Search the entries for lines that contain the word "EntryPointGuard", and report each one found.

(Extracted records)
____
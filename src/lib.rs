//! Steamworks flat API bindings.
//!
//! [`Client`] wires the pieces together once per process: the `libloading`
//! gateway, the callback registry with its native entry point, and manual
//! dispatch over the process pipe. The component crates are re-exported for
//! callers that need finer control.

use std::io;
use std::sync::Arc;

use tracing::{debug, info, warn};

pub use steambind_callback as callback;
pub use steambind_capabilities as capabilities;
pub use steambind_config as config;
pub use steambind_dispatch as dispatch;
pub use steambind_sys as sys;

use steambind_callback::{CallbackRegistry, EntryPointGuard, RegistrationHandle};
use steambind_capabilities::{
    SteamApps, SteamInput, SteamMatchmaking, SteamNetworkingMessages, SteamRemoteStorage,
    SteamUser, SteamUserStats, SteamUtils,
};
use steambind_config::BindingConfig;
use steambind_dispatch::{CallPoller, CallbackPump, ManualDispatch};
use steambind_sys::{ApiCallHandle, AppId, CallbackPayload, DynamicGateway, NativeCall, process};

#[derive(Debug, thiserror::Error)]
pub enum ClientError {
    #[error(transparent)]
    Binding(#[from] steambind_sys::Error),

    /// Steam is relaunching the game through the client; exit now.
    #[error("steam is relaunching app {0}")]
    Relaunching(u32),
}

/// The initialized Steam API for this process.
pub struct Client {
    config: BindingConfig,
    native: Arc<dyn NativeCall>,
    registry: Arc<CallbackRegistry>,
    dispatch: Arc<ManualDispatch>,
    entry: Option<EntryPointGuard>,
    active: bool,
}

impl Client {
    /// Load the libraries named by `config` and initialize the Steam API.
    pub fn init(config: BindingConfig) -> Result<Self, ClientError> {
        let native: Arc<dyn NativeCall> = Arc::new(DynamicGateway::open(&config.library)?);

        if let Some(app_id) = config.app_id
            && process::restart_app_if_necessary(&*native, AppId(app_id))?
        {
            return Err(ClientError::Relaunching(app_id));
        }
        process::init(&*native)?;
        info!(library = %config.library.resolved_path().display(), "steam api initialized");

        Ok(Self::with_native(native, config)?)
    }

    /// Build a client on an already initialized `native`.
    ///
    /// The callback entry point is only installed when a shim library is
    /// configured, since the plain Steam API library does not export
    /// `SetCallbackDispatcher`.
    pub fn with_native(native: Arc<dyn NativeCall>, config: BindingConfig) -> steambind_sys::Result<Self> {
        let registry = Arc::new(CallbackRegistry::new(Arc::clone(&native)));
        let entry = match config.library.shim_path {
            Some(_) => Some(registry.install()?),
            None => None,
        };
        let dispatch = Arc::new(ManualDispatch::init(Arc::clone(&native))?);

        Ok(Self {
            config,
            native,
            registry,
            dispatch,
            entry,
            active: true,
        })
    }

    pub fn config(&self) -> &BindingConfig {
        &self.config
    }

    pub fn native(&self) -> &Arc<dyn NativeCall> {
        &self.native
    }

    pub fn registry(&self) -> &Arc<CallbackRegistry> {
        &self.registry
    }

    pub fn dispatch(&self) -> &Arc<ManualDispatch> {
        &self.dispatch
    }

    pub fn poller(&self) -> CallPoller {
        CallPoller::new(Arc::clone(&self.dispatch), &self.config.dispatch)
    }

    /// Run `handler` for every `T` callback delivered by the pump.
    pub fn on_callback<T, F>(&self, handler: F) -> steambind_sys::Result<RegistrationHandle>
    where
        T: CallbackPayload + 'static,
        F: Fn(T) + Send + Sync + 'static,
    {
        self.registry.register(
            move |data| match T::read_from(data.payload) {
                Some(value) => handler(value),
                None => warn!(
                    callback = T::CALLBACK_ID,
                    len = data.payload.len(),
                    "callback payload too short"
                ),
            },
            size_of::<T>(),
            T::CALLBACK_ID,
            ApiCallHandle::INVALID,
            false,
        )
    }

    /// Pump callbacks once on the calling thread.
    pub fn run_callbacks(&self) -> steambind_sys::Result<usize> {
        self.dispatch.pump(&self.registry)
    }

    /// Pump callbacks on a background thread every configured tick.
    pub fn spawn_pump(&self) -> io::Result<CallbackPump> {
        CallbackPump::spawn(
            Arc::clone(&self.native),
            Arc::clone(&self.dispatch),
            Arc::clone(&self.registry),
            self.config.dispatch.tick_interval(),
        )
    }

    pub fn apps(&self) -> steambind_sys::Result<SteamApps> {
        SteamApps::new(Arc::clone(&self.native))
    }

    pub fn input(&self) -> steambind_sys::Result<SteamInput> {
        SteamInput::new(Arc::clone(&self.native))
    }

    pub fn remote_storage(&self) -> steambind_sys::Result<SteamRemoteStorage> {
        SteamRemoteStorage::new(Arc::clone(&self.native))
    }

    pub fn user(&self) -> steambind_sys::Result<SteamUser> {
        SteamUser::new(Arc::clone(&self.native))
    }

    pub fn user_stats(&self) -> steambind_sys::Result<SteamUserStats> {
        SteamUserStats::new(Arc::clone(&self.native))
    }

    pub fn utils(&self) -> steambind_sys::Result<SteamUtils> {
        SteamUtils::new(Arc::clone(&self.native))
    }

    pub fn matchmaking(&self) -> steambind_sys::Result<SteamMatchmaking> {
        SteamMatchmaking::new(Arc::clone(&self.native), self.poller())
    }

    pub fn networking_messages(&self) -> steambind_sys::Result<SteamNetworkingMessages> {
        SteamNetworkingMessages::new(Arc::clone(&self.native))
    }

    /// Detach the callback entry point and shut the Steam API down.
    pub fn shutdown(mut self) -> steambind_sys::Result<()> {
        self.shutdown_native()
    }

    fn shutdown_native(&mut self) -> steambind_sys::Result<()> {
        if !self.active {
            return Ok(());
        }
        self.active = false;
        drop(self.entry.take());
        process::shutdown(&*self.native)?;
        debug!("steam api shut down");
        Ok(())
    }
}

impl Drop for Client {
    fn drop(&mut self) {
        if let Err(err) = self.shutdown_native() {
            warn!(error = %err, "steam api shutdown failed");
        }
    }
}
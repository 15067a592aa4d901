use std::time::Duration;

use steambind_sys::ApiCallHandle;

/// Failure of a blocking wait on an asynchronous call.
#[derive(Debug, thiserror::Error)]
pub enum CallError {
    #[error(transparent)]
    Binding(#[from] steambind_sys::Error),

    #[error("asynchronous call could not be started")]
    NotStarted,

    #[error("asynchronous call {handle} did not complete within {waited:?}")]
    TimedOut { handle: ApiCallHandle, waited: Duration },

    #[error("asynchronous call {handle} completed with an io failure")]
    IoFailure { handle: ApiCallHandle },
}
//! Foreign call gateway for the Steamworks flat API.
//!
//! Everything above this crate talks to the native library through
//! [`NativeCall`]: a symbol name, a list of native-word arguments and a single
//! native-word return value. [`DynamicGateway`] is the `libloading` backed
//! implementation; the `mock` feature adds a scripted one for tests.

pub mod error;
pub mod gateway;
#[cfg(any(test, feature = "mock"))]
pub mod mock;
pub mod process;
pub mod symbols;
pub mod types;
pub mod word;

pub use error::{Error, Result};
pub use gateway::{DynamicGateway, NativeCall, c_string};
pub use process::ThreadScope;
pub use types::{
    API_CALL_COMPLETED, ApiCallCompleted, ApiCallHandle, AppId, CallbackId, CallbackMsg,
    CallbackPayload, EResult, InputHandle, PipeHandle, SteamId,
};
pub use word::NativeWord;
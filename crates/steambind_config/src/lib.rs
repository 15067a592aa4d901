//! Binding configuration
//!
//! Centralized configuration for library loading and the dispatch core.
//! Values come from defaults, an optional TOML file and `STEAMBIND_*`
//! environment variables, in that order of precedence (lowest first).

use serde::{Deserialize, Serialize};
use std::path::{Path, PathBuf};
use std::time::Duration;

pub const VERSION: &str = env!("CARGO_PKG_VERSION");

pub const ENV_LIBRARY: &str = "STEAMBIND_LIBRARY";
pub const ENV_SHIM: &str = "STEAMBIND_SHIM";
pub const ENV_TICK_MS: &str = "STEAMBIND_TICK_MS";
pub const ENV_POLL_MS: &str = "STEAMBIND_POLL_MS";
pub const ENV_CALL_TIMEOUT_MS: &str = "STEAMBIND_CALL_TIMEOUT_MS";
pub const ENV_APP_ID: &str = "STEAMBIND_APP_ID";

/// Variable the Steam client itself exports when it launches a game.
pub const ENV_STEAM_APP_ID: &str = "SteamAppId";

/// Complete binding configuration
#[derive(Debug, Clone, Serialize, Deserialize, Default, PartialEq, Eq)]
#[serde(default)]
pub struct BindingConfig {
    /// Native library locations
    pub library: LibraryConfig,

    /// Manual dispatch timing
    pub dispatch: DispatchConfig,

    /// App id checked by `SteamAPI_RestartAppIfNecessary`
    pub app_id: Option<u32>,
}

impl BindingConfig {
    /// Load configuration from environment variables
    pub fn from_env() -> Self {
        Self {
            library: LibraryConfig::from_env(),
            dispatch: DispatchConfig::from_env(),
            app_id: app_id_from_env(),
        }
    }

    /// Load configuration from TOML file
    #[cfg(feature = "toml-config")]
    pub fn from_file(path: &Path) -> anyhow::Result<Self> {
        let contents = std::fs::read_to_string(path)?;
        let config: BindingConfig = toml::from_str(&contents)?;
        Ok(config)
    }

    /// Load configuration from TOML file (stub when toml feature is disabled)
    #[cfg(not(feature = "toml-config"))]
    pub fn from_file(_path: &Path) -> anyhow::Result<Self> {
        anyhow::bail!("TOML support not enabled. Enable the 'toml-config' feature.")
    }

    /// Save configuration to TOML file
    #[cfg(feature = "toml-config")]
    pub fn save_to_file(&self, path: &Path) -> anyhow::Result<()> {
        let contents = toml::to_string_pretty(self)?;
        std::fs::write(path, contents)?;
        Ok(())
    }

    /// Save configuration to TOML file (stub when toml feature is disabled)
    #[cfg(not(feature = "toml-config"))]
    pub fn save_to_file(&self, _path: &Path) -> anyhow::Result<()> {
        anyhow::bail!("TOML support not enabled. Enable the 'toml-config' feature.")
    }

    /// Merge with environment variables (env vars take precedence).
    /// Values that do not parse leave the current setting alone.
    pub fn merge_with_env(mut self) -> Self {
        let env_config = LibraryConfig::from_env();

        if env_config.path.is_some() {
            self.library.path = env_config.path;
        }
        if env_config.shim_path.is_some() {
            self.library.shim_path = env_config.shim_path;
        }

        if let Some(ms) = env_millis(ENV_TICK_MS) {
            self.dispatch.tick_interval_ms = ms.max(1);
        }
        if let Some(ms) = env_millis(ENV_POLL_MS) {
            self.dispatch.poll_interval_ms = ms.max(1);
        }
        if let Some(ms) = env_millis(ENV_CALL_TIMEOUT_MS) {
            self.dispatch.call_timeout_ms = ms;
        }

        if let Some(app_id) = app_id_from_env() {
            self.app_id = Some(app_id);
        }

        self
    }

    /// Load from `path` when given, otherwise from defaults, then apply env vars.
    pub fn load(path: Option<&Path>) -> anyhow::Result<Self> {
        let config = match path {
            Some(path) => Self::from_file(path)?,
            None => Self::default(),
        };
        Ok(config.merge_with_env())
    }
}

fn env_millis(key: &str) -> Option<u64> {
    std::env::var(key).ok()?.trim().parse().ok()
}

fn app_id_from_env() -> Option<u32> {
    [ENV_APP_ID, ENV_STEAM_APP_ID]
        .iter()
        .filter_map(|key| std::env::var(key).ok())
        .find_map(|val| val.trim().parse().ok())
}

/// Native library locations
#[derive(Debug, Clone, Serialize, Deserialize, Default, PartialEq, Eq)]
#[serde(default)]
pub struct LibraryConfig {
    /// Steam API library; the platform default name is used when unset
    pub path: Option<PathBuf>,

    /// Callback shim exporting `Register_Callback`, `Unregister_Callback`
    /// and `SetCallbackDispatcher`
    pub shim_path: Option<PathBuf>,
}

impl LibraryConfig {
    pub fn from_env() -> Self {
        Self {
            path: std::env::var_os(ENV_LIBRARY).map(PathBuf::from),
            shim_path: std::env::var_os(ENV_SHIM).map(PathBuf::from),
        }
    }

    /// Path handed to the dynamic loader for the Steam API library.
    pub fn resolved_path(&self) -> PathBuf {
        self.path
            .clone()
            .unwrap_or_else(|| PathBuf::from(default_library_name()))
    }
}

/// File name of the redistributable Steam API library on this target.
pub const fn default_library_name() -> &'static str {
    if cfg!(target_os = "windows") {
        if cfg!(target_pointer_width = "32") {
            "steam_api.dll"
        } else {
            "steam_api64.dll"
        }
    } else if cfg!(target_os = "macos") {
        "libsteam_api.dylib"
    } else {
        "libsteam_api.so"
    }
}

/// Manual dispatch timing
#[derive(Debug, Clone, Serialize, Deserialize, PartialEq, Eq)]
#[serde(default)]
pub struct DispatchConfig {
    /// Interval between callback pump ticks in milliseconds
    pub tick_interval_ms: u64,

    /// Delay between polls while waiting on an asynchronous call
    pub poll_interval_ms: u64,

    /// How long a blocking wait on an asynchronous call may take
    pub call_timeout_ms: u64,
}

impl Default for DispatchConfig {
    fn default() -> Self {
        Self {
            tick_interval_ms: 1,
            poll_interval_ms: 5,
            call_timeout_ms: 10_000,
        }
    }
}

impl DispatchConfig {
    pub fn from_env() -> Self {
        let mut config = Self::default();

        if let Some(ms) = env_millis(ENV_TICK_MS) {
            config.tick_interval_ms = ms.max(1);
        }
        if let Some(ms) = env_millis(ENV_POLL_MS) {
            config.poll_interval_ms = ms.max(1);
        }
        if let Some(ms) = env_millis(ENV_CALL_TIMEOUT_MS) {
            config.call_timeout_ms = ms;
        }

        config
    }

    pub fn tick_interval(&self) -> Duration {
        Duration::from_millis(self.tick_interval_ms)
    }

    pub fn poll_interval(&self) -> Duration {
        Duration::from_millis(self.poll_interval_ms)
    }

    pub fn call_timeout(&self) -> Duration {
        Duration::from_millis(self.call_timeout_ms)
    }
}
____
• _Exercise response_:
use steambind_callback::{CallbackRegistry, EntryPointGuard, RegistrationHandle};
    entry: Option<EntryPointGuard>,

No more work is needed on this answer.